Il movimento fisico può essere considerato come uno dei più importanti tonificanti, non solo del corpo ma anche dello spirito. Le attività motorie e sportive acquistano centralità all'interno delle attività di tempo libero degli anziani  per due importanti ragioni: la prima risiede nei benefici apportati alla forma fisica, la seconda invece va rintracciata nella possibilità, offerta da questo genere di "passatempo", di intrecciare e consolidare positive relazioni sociali; quindi lo sport non solo come momento per curare il proprio benessere fisico, ma anche come momento per socializzare, per condividere esperienze e per sentirsi "collettività in movimento".

Quando lo sport lascia cadere la veste di agonismo e competizione ed acquista il ruolo di elemento di aggregazione, l'anziano vi si trova a proprio agio ed è in grado di cogliervi momenti di scoperta di nuovi interessi e di impegno attivo.

A parte l'aspetto sociale, di grande rilevanza per le attività sportive degli anziani, non bisogna sottovalutare l'importanza che queste assumono dal punto di vista strettamente fisico: nella cosiddetta "terza età" il corpo comincia a mostrare i segni di un inarrestabile deterioramento e spesso si reagisce a ciò con negatività, quasi che ignorando il proprio corpo si potesse riuscire ad esorcizzare l'avanzare della "vecchiaia".

Accettare di fare sport, e quindi di sottoporre il proprio corpo ad esercizi fisici che lo aiutano a mantenersi in forma, può indurre l'anziano ad avere un atteggiamento diverso nei confronti del proprio corpo che invecchia, ad accettarlo e ad imparare i sistemi migliori affinché l'invecchiamento sia il più equilibrato e lento possibile.

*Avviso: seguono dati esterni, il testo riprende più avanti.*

//! Undo/redo history of layer snapshots.

use crate::layer::Layer;
use std::collections::VecDeque;
use thiserror::Error;

/// Default number of snapshots kept.
pub const DEFAULT_HISTORY_CAPACITY: usize = 100;

#[derive(Debug, Clone, Copy, PartialEq, Eq, Error)]
pub enum HistoryError {
    #[error("nothing to undo")]
    AtBeginning,

    #[error("nothing to redo")]
    AtEnd,
}

/// Snapshot history with a cursor pointing at the current state.
#[derive(Debug, Clone)]
pub struct History {
    snapshots: VecDeque<Vec<Layer>>,
    cursor: usize,
    capacity: usize,
}

impl Default for History {
    fn default() -> Self {
        Self::new(DEFAULT_HISTORY_CAPACITY)
    }
}

impl History {
    pub fn new(capacity: usize) -> Self {
        Self {
            snapshots: VecDeque::new(),
            cursor: 0,
            capacity: capacity.max(1),
        }
    }

    /// Record a snapshot, dropping anything that could have been redone.
    pub fn push(&mut self, snapshot: Vec<Layer>) {
        if !self.snapshots.is_empty() {
            self.snapshots.truncate(self.cursor + 1);
        }
        self.snapshots.push_back(snapshot);
        while self.snapshots.len() > self.capacity {
            self.snapshots.pop_front();
        }
        self.cursor = self.snapshots.len() - 1;
    }

    /// Step back and return the snapshot there.
    pub fn undo(&mut self) -> Result<Vec<Layer>, HistoryError> {
        if !self.can_undo() {
            return Err(HistoryError::AtBeginning);
        }
        self.cursor -= 1;
        Ok(self.snapshots[self.cursor].clone())
    }

    /// Step forward and return the snapshot there.
    pub fn redo(&mut self) -> Result<Vec<Layer>, HistoryError> {
        if !self.can_redo() {
            return Err(HistoryError::AtEnd);
        }
        self.cursor += 1;
        Ok(self.snapshots[self.cursor].clone())
    }

    pub fn can_undo(&self) -> bool {
        self.cursor > 0
    }

    pub fn can_redo(&self) -> bool {
        self.cursor + 1 < self.snapshots.len()
    }

    pub fn clear(&mut self) {
        self.snapshots.clear();
        self.cursor = 0;
    }

    pub fn len(&self) -> usize {
        self.snapshots.len()
    }

    pub fn is_empty(&self) -> bool {
        self.snapshots.is_empty()
    }

    pub fn cursor(&self) -> usize {
        self.cursor
    }

    pub fn capacity(&self) -> usize {
        self.capacity
    }
}
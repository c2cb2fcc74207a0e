//! The editing state machine.
//!
//! The editor owns the layers, the in-progress shape, the current gesture and
//! the camera. Every mutation that changes geometry is mirrored to a
//! [`SceneSink`] as named triangle lists, one `object_<index>` per body shape
//! of the active layer. Every redraw request also rebuilds the flat overlay.

use crate::camera::Camera;
use crate::history::{DEFAULT_HISTORY_CAPACITY, History};
use crate::input::{Modifiers, MouseButton, PointerEvent};
use crate::layer::Layer;
use crate::light::Light;
use crate::mode::Mode;
use crate::operation::{Operation, scale_ratio, swept_angle};
use crate::overlay;
use crate::scene::{SceneSink, object_name};
use crate::selection;
use crate::shapes::{Shape, ShapeKind, ShapeTrait, SubType};
use crate::storage::{self, Design, DesignMetadata, StorageResult};
use kurbo::Point;
use std::path::Path;

/// Number of layers a new editor starts with, and the minimum kept.
pub const MIN_LAYERS: usize = 2;

/// Camera distance change per wheel notch, in world units.
pub const WHEEL_ZOOM_STEP: f64 = 12.0;

/// Orbit sensitivity while ctrl is held.
const FINE_ORBIT_SENSITIVITY: f32 = 0.1;

/// Multi-layer shape editor driving a 3D scene.
pub struct Editor<S: SceneSink> {
    mode: Mode,
    layers: Vec<Layer>,
    layer_id: usize,
    current_shape: Option<Shape>,
    operation: Option<Operation>,
    /// Index of the shape whose handle started a rotate or resize gesture.
    selected_shape: Option<usize>,
    copied_shapes: Vec<Shape>,
    history: History,
    camera: Camera,
    light: Light,
    scene: S,
    /// Subtype given to newly drawn shapes.
    shape_subtype: SubType,
    author: String,
    camera_drag: bool,
    /// The last left press created `current_shape`.
    press_started_shape: bool,
    redraw_requested: bool,
}
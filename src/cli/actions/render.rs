use crate::{
    common::AppConfig,
    components::{render, FormView},
    features::auth::{LoginForm, RegisterForm},
    routes::{History, Navigator},
};
use anyhow::Result;
use std::sync::Arc;

#[derive(Clone, Copy, Debug, PartialEq, Eq)]
pub enum Form {
    Login,
    Register,
}

#[derive(Clone, Copy, Debug, PartialEq, Eq)]
pub enum Format {
    Text,
    Json,
}

#[derive(Debug)]
pub struct Args {
    pub config: AppConfig,
    pub form: Form,
    pub format: Format,
}

/// View model of the empty form.
///
/// # Errors
/// Returns an error if the configuration is invalid.
pub fn view(args: &Args) -> Result<FormView> {
    let navigator: Arc<dyn Navigator> = Arc::new(History::new());
    let view = match args.form {
        Form::Login => LoginForm::new(&args.config, navigator)?.view(),
        Form::Register => RegisterForm::new(&args.config, navigator)?.view(),
    };
    Ok(view)
}

/// # Errors
/// Returns an error if the configuration is invalid or serialization fails.
pub fn output(args: &Args) -> Result<String> {
    let view = view(args)?;
    match args.format {
        Format::Text => Ok(render::text(&view)),
        Format::Json => Ok(format!("{}\n", serde_json::to_string_pretty(&view)?)),
    }
}

/// Print the empty form to stdout.
/// # Errors
/// Returns an error if the form cannot be rendered.
pub fn execute(args: &Args) -> Result<()> {
    print!("{}", output(args)?);
    Ok(())
}
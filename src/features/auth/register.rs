use super::types::{RegistrationDetails, RegistrationResponse};
use crate::{
    components::{CrossLink, FieldLayout, InputKind, Layout},
    forms::{
        schema::{Rule, Schema},
        submission::{ErrorBody, Submission},
        FormKind,
    },
    routes,
};
use tracing::info;

use super::login::{EMAIL_MESSAGE, MIN_PASSWORD_LENGTH, PASSWORD_MESSAGE};

pub const ENDPOINT: &str = "/api/v1/users";

/// Shared by both name fields; override `lastName` through configuration for
/// a field-specific message.
pub const NAME_MESSAGE: &str = "First name is required";
/// Reported instead of the response body when registration is rejected.
pub const REJECTED_MESSAGE: &str = "Network response was not ok";

/// Account creation. Navigates to the login page on success.
#[derive(Clone, Copy, Debug)]
pub struct Register;

impl FormKind for Register {
    type Values = RegistrationDetails;
    type Response = RegistrationResponse;

    const NAME: &'static str = "registration";

    fn schema() -> Schema {
        Schema::new()
            .field("firstName", [Rule::min_length(1, NAME_MESSAGE)])
            .field("lastName", [Rule::min_length(1, NAME_MESSAGE)])
            .field("email", [Rule::email(EMAIL_MESSAGE)])
            .field(
                "password",
                [Rule::min_length(MIN_PASSWORD_LENGTH, PASSWORD_MESSAGE)],
            )
    }

    fn submission() -> Submission {
        Submission {
            endpoint: ENDPOINT,
            success_path: routes::LOGIN,
            error_body: ErrorBody::Discard(REJECTED_MESSAGE),
        }
    }

    fn layout() -> Layout {
        Layout {
            title: "Sign Up",
            description: "Enter your information to create an account",
            fields: vec![
                FieldLayout::new("firstName", "First Name", "First name", InputKind::Text),
                FieldLayout::new("lastName", "Last Name", "Last name", InputKind::Text),
                FieldLayout::new("email", "Email Address", "m@example.com", InputKind::Email),
                FieldLayout::new("password", "Password", "Password", InputKind::Password),
            ],
            submit_label: "Create an account",
            pending_label: "Creating account...",
            provider_label: "Sign up with Google",
            cross_link: CrossLink {
                prompt: "Already have an account?",
                label: "Sign in",
                path: routes::LOGIN,
            },
        }
    }

    fn on_success(response: &RegistrationResponse) {
        info!(response = %response, "registration successful");
    }
}

#[cfg(test)]
mod tests {
    use super::{Register, NAME_MESSAGE};
    use crate::forms::{schema::FieldValues, FormKind};

    fn values(first: &str, last: &str) -> FieldValues {
        let schema = Register::schema();
        let mut values = FieldValues::empty(&schema);
        values.insert("firstName", first.to_string());
        values.insert("lastName", last.to_string());
        values.insert("email", "ada@example.com".to_string());
        values.insert("password", "engine1".to_string());
        values
    }

    #[test]
    fn each_name_field_is_required_independently() {
        let schema = Register::schema();
        assert!(schema.validate(&values("Ada", "Lovelace")).is_ok());

        let errors = schema.validate(&values("", "Lovelace")).err().unwrap_or_default();
        assert_eq!(errors.len(), 1);
        assert_eq!(errors.get("firstName"), Some(NAME_MESSAGE));

        let errors = schema.validate(&values("Ada", "")).err().unwrap_or_default();
        assert_eq!(errors.len(), 1);
        assert_eq!(errors.get("lastName"), Some(NAME_MESSAGE));
    }

    #[test]
    fn last_name_message_can_be_overridden() {
        let mut schema = Register::schema();
        assert!(schema.override_message("lastName", "Last name is required"));

        let errors = schema.validate(&values("", "")).err().unwrap_or_default();
        assert_eq!(errors.get("firstName"), Some(NAME_MESSAGE));
        assert_eq!(errors.get("lastName"), Some("Last name is required"));
    }

    #[test]
    fn layout_fields_follow_schema_order() {
        let layout = Register::layout();
        let schema = Register::schema();
        let layout_names: Vec<_> = layout.fields.iter().map(|f| f.name).collect();
        let schema_names: Vec<_> = schema.field_names().collect();
        assert_eq!(layout_names, schema_names);
    }
}
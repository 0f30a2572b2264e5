//! Request and response payloads for the users API. Passwords and tokens are
//! redacted from `Debug` output so they never reach the logs.

use secrecy::SecretString;
use serde::{Deserialize, Deserializer, Serialize};
use serde_json::Value;
use std::fmt;

const REDACTED: &str = "[REDACTED]";

#[derive(Clone, Serialize, Deserialize, PartialEq, Eq)]
pub struct LoginCredentials {
    pub email: String,
    pub password: String,
}

impl fmt::Debug for LoginCredentials {
    fn fmt(&self, formatter: &mut fmt::Formatter<'_>) -> fmt::Result {
        formatter
            .debug_struct("LoginCredentials")
            .field("email", &self.email)
            .field("password", &REDACTED)
            .finish()
    }
}

#[derive(Clone, Serialize, Deserialize, PartialEq, Eq)]
#[serde(rename_all = "camelCase")]
pub struct RegistrationDetails {
    pub first_name: String,
    pub last_name: String,
    pub email: String,
    pub password: String,
}

impl fmt::Debug for RegistrationDetails {
    fn fmt(&self, formatter: &mut fmt::Formatter<'_>) -> fmt::Result {
        formatter
            .debug_struct("RegistrationDetails")
            .field("first_name", &self.first_name)
            .field("last_name", &self.last_name)
            .field("email", &self.email)
            .field("password", &REDACTED)
            .finish()
    }
}

/// Login response. Any JSON value is accepted; the token is read from a
/// top-level `token` field and only a non-empty string counts.
#[derive(Debug, Default)]
pub struct LoginResponse {
    pub token: Option<SecretString>,
}

impl LoginResponse {
    #[must_use]
    pub const fn has_token(&self) -> bool {
        self.token.is_some()
    }
}

impl From<Value> for LoginResponse {
    fn from(body: Value) -> Self {
        let token = match body.get("token") {
            Some(Value::String(token)) if !token.is_empty() => {
                Some(SecretString::from(token.clone()))
            }
            _ => None,
        };
        Self { token }
    }
}

impl<'de> Deserialize<'de> for LoginResponse {
    fn deserialize<D>(deserializer: D) -> Result<Self, D::Error>
    where
        D: Deserializer<'de>,
    {
        Value::deserialize(deserializer).map(Self::from)
    }
}

/// Registration response: whatever JSON the API returns.
pub type RegistrationResponse = Value;
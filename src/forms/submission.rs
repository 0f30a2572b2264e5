//! Endpoint and response policy for one form's submission.

use crate::common::{
    api::{read_json, read_text},
    ApiClient, AppError,
};
use serde::{de::DeserializeOwned, Serialize};
use tracing::error;

/// Reported when a rejected response has no body text.
const EMPTY_BODY: &str = "Request failed.";

/// What to report when the server answers with a non-2xx status.
#[derive(Clone, Copy, Debug, PartialEq, Eq)]
pub enum ErrorBody {
    /// Read the body and surface it, trimmed but otherwise whole, with the status code.
    Capture,
    /// Skip the body and surface this message with the status code.
    Discard(&'static str),
}

/// Where a form posts and where it navigates afterwards.
#[derive(Clone, Copy, Debug, PartialEq, Eq)]
pub struct Submission {
    pub endpoint: &'static str,
    pub success_path: &'static str,
    pub error_body: ErrorBody,
}

impl Submission {
    /// Posts `body` and parses a 2xx response as JSON.
    ///
    /// The status is checked before the body is read.
    ///
    /// # Errors
    /// Returns `AppError::Http` for non-2xx statuses, network errors for
    /// failed requests, and `AppError::Parse` for undecodable bodies.
    pub async fn send<B, R>(&self, client: &ApiClient, body: &B) -> Result<R, AppError>
    where
        B: Serialize + ?Sized,
        R: DeserializeOwned,
    {
        let response = client.post_json(self.endpoint, body).await?;
        let status = response.status();

        if status.is_success() {
            return read_json(response).await;
        }

        let status = status.as_u16();
        let message = match self.error_body {
            ErrorBody::Capture => {
                let body = read_text(response).await;
                error!(status, body = %body, "response not OK");
                match body.trim() {
                    "" => EMPTY_BODY.to_string(),
                    trimmed => trimmed.to_string(),
                }
            }
            ErrorBody::Discard(message) => {
                error!(status, "response not OK");
                message.to_string()
            }
        };

        Err(AppError::Http { status, message })
    }
}
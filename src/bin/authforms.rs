use anyhow::Result;
use authforms::cli;

// Main function
#[tokio::main]
async fn main() -> Result<()> {
    let action = cli::start()?;

    action.execute().await?;

    Ok(())
}
//! Configuration for API endpoints, link targets and request policy with
//! optional overrides. Library users call [`AppConfig::load`], which reads
//! `AUTHFORMS_*` environment variables; the CLI builds the same overrides from
//! its flags. Configuration values are public; do not store secrets here.

use super::errors::AppError;
use std::{env, time::Duration};
use url::Url;

/// Local development API host used when nothing else is configured.
pub const DEFAULT_API_BASE_URL: &str = "http://localhost:3003";
/// Default request timeout in seconds.
pub const DEFAULT_TIMEOUT_SECONDS: u64 = 10;

pub const ENV_API_BASE_URL: &str = "AUTHFORMS_API_BASE_URL";
pub const ENV_APP_BASE_URL: &str = "AUTHFORMS_APP_BASE_URL";
pub const ENV_TIMEOUT: &str = "AUTHFORMS_TIMEOUT";

/// Replacement validation message for every rule on one field.
#[derive(Clone, Debug, PartialEq, Eq)]
pub struct MessageOverride {
    pub field: String,
    pub message: String,
}

impl MessageOverride {
    /// Parses a `field=message` pair.
    ///
    /// # Errors
    /// Returns an error if the separator is missing or either side is blank.
    pub fn parse(pair: &str) -> Result<Self, AppError> {
        let (field, message) = pair
            .split_once('=')
            .ok_or_else(|| AppError::Config(format!("Expected field=message, got '{pair}'")))?;

        match (normalize_value(field), normalize_value(message)) {
            (Some(field), Some(message)) => Ok(Self { field, message }),
            _ => Err(AppError::Config(format!(
                "Expected field=message, got '{pair}'"
            ))),
        }
    }
}

/// Form configuration: where to submit, where links point, how long to wait.
#[derive(Clone, Debug)]
pub struct AppConfig {
    pub api_base_url: String,
    pub app_base_url: String,
    pub request_timeout: Duration,
    pub messages: Vec<MessageOverride>,
}

impl Default for AppConfig {
    fn default() -> Self {
        Self {
            api_base_url: DEFAULT_API_BASE_URL.to_string(),
            app_base_url: String::new(),
            request_timeout: Duration::from_secs(DEFAULT_TIMEOUT_SECONDS),
            messages: Vec::new(),
        }
    }
}

impl AppConfig {
    /// Loads defaults and applies environment overrides.
    #[must_use]
    pub fn load() -> Self {
        let mut config = Self::default();
        config.apply_overrides(env_overrides());
        config
    }

    /// Applies non-empty overrides on top of the current values.
    pub fn apply_overrides(&mut self, overrides: ConfigOverrides) {
        if let Some(value) = overrides.api_base_url {
            self.api_base_url = value;
        }
        if let Some(value) = overrides.app_base_url {
            self.app_base_url = value;
        }
        if let Some(seconds) = overrides.timeout_seconds {
            self.request_timeout = Duration::from_secs(seconds);
        }
        self.messages.extend(overrides.messages);
    }

    /// Checks that the API base URL is an absolute http(s) URL.
    ///
    /// # Errors
    /// Returns `AppError::Config` when the URL cannot be parsed or uses another scheme.
    pub fn validate(&self) -> Result<(), AppError> {
        let url = Url::parse(self.api_base_url.trim()).map_err(|err| {
            AppError::Config(format!("Invalid API base URL '{}': {err}", self.api_base_url))
        })?;

        match url.scheme() {
            "http" | "https" => Ok(()),
            scheme => Err(AppError::Config(format!(
                "Unsupported API base URL scheme: {scheme}"
            ))),
        }
    }
}

/// Optional values layered on top of the defaults.
#[derive(Clone, Debug, Default)]
pub struct ConfigOverrides {
    pub api_base_url: Option<String>,
    pub app_base_url: Option<String>,
    pub timeout_seconds: Option<u64>,
    pub messages: Vec<MessageOverride>,
}

fn env_overrides() -> ConfigOverrides {
    ConfigOverrides {
        api_base_url: read_env_value(ENV_API_BASE_URL),
        app_base_url: read_env_value(ENV_APP_BASE_URL),
        timeout_seconds: read_env_value(ENV_TIMEOUT)
            .and_then(|value| value.parse().ok())
            .filter(|seconds| *seconds > 0),
        messages: Vec::new(),
    }
}

fn read_env_value(key: &str) -> Option<String> {
    env::var(key).ok().as_deref().and_then(normalize_value)
}

/// Trims a configuration value and rejects blank input.
#[must_use]
pub fn normalize_value(value: &str) -> Option<String> {
    let trimmed = value.trim();
    if trimmed.is_empty() {
        None
    } else {
        Some(trimmed.to_string())
    }
}

#[cfg(test)]
mod tests {
    use super::{
        AppConfig, ConfigOverrides, MessageOverride, DEFAULT_API_BASE_URL, ENV_API_BASE_URL,
        ENV_APP_BASE_URL, ENV_TIMEOUT, normalize_value,
    };
    use std::time::Duration;

    #[test]
    fn normalize_value_trims_and_rejects_empty() {
        assert_eq!(normalize_value(""), None);
        assert_eq!(normalize_value("   "), None);
        assert_eq!(
            normalize_value("  https://api.example.dev "),
            Some("https://api.example.dev".to_string())
        );
    }

    #[test]
    fn apply_overrides_ignores_missing_values() {
        let mut config = AppConfig::default();
        config.apply_overrides(ConfigOverrides::default());

        assert_eq!(config.api_base_url, DEFAULT_API_BASE_URL);
        assert_eq!(config.app_base_url, "");
        assert_eq!(config.request_timeout, Duration::from_secs(10));
        assert!(config.messages.is_empty());
    }

    #[test]
    fn apply_overrides_overwrites_when_present() {
        let mut config = AppConfig::default();
        config.apply_overrides(ConfigOverrides {
            api_base_url: normalize_value("https://api.override"),
            app_base_url: normalize_value("https://app.override"),
            timeout_seconds: Some(3),
            messages: vec![MessageOverride {
                field: "lastName".to_string(),
                message: "Last name is required".to_string(),
            }],
        });

        assert_eq!(config.api_base_url, "https://api.override");
        assert_eq!(config.app_base_url, "https://app.override");
        assert_eq!(config.request_timeout, Duration::from_secs(3));
        assert_eq!(config.messages.len(), 1);
    }

    #[test]
    fn load_reads_environment() {
        temp_env::with_vars(
            [
                (ENV_API_BASE_URL, Some(" https://api.from-env ")),
                (ENV_APP_BASE_URL, Some("")),
                (ENV_TIMEOUT, Some("25")),
            ],
            || {
                let config = AppConfig::load();
                assert_eq!(config.api_base_url, "https://api.from-env");
                assert_eq!(config.app_base_url, "");
                assert_eq!(config.request_timeout, Duration::from_secs(25));
            },
        );
    }

    #[test]
    fn load_ignores_zero_or_invalid_timeout() {
        for value in ["0", "soon", "-1"] {
            temp_env::with_vars([(ENV_TIMEOUT, Some(value))], || {
                let config = AppConfig::load();
                assert_eq!(config.request_timeout, Duration::from_secs(10), "{value}");
            });
        }
    }

    #[test]
    fn validate_rejects_bad_urls() {
        let mut config = AppConfig::default();
        assert!(config.validate().is_ok());

        config.api_base_url = "not a url".to_string();
        assert!(config.validate().is_err());

        config.api_base_url = "ftp://files.example.dev".to_string();
        assert!(config.validate().is_err());
    }

    #[test]
    fn message_override_parses_pairs() {
        let parsed = MessageOverride::parse("lastName = Last name is required");
        assert_eq!(
            parsed,
            Ok(MessageOverride {
                field: "lastName".to_string(),
                message: "Last name is required".to_string(),
            })
        );
        assert!(MessageOverride::parse("lastName").is_err());
        assert!(MessageOverride::parse("=message").is_err());
        assert!(MessageOverride::parse("field=  ").is_err());
    }
}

Quando si parla di anziani e di sport, di anziani e movimento si fa riferimento a tutti coloro a cui le condizioni di salute consentono di dedicarsi a questo tipo di attività. Bisogna però fare attenzione, perché il movimento deve essere "a misura" della persona anziana: questo significa che non si può chiedere all'anziano di frequentare le stesse palestre dei giovani o di sottoporsi agli stessi ritmi di movimento. Ad ogni età il proprio ritmo: questa premessa è fondamentale per i risvolti di tipo fisico che un eccessivo stress può comportare e per le conseguenze psicologiche che possono derivare da errati confronti generazionali.